PROBLEM
In the entries below, how many lines include "QualityReport"? Reply with the number and nothing more.

Collected data

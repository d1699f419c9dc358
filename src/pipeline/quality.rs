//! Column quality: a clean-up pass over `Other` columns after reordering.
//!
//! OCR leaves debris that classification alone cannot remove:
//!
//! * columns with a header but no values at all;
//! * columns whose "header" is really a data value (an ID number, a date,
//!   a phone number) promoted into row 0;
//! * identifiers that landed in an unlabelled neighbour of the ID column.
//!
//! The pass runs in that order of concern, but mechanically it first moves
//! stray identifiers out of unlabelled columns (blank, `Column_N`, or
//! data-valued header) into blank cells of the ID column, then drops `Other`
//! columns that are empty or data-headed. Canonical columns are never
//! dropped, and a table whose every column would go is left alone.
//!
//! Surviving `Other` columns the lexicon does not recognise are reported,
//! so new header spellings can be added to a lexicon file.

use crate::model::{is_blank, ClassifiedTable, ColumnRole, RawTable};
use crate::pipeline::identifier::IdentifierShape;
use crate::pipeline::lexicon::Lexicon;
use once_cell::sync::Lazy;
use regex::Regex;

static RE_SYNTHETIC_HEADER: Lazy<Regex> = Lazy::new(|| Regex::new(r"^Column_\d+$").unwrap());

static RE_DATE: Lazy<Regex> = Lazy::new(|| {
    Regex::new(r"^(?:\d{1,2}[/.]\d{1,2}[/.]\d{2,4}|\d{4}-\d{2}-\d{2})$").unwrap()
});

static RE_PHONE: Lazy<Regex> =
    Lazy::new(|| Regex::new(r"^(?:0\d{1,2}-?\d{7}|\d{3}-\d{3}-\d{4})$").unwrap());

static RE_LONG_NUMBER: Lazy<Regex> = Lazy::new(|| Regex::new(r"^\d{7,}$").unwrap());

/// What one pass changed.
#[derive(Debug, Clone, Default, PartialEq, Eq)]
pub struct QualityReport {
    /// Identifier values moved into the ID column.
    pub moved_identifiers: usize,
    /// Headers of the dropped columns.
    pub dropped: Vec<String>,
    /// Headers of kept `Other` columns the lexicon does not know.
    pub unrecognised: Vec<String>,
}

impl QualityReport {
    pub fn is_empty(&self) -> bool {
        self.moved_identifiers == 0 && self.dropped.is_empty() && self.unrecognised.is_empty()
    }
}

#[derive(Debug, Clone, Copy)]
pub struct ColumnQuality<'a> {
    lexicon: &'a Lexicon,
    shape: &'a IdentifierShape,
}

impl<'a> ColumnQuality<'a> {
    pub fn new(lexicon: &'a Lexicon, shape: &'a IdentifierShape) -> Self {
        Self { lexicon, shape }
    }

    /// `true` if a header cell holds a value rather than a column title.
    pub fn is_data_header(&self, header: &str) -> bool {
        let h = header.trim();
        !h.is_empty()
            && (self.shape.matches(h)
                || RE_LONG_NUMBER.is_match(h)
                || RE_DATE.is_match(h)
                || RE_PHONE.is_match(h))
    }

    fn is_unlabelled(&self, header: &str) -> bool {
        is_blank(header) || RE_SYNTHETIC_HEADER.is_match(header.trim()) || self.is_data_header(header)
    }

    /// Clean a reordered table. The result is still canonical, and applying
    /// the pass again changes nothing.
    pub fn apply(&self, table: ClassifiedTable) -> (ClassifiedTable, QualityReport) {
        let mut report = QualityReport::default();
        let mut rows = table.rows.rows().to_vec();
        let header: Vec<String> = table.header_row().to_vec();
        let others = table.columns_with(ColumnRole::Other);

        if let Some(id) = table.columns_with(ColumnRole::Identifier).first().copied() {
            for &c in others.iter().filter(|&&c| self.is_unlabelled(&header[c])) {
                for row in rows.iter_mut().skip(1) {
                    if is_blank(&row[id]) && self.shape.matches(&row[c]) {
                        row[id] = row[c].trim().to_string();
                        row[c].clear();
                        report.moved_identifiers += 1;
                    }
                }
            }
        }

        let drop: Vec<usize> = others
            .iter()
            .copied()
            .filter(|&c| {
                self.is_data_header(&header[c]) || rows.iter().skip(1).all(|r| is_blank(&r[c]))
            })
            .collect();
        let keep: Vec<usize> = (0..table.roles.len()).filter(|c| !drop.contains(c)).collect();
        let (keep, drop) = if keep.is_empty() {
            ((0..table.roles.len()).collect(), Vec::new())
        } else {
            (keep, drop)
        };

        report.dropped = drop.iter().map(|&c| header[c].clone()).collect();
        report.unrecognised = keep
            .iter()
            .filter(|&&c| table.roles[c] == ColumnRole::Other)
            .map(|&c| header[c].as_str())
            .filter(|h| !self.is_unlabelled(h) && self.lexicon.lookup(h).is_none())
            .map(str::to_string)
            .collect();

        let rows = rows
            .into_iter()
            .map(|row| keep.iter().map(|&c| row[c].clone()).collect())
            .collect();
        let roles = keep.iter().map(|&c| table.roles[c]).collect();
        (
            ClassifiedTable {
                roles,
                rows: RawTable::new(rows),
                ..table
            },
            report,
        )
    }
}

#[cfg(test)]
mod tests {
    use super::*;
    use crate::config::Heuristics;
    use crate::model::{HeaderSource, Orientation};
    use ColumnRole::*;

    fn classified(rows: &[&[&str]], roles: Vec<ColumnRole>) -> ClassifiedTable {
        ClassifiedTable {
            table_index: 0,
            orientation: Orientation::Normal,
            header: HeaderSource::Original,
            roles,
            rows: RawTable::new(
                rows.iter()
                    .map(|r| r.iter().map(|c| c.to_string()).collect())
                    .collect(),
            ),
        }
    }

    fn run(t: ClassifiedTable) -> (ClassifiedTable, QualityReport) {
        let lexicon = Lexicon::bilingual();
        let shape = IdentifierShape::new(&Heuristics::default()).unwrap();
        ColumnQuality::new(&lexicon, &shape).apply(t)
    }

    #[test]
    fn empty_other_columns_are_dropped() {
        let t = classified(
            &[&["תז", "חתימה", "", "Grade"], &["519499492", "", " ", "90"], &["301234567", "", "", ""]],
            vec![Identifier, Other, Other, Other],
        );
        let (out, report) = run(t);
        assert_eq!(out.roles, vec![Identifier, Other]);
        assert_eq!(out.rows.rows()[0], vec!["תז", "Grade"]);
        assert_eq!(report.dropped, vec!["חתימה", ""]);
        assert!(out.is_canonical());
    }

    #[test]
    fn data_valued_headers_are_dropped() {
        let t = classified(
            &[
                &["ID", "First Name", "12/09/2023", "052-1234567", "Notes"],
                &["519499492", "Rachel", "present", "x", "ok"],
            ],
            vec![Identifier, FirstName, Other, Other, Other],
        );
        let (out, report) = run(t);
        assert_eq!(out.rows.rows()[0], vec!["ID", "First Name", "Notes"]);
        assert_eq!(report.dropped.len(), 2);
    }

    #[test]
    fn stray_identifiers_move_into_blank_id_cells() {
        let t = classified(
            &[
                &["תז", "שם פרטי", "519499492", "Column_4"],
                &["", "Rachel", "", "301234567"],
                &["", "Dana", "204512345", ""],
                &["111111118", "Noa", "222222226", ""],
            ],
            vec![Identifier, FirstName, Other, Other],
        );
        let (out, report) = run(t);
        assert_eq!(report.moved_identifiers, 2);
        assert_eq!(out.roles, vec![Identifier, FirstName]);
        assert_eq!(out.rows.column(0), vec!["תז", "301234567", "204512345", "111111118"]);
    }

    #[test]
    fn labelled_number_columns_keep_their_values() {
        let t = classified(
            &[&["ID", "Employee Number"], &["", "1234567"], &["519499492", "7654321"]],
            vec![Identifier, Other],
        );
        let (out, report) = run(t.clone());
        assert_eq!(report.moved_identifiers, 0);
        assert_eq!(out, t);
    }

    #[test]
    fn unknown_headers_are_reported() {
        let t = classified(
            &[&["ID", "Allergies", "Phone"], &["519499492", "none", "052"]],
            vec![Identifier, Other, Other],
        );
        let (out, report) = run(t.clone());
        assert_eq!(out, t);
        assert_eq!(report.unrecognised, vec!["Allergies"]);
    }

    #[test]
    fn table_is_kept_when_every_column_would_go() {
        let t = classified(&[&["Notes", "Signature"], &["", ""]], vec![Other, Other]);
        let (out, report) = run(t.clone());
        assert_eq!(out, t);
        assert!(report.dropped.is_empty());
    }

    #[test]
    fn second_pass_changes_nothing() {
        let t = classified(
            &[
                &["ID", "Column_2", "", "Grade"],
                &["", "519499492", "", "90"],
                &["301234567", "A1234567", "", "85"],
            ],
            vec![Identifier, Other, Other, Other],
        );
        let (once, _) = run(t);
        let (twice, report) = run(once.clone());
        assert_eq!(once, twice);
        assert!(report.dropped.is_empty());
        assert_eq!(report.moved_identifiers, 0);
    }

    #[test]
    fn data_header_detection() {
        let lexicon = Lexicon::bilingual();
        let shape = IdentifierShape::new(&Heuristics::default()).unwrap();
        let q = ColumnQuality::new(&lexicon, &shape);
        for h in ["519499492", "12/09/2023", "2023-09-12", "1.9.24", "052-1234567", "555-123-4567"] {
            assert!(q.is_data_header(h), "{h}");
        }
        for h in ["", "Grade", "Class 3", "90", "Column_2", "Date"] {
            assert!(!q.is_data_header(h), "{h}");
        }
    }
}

==

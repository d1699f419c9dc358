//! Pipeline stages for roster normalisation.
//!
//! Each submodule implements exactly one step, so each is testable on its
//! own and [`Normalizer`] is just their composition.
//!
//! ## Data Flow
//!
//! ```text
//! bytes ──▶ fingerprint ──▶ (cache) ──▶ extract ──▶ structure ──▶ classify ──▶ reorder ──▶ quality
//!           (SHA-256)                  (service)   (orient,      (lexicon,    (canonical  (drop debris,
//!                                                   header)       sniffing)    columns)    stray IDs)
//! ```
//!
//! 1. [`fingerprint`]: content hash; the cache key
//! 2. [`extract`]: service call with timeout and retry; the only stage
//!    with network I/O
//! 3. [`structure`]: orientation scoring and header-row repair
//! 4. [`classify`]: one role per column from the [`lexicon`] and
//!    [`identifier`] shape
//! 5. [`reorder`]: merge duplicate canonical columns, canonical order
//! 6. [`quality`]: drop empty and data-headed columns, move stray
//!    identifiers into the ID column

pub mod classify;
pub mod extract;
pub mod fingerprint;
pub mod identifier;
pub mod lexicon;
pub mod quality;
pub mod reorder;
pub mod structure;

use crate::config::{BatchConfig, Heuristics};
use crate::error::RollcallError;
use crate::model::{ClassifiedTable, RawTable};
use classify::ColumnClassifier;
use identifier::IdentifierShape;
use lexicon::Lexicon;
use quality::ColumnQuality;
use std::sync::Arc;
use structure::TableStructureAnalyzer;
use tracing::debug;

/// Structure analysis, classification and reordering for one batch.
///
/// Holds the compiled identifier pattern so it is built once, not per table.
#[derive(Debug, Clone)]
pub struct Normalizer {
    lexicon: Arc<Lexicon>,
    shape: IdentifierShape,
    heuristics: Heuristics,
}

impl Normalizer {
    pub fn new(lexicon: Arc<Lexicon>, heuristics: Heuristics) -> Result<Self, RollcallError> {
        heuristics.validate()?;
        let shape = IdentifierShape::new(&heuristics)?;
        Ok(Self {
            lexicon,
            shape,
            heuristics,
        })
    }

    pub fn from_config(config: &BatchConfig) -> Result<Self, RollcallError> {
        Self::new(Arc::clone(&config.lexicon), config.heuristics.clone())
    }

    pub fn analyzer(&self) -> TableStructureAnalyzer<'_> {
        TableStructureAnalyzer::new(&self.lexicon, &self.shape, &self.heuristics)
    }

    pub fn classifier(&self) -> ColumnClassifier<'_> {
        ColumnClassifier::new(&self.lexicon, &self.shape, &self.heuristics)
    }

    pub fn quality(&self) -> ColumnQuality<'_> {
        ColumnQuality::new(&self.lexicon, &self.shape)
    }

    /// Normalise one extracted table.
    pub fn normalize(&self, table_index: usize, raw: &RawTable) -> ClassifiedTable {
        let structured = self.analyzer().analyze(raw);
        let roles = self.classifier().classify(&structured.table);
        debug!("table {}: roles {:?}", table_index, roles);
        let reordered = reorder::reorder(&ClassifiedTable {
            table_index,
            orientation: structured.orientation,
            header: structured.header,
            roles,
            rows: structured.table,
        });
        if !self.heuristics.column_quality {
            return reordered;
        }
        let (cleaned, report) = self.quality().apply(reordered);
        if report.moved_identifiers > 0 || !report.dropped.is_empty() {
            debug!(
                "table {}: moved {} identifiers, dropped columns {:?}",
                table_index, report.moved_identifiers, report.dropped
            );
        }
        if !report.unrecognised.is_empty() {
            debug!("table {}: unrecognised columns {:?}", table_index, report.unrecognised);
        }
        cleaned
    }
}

ANSWER SECTION
5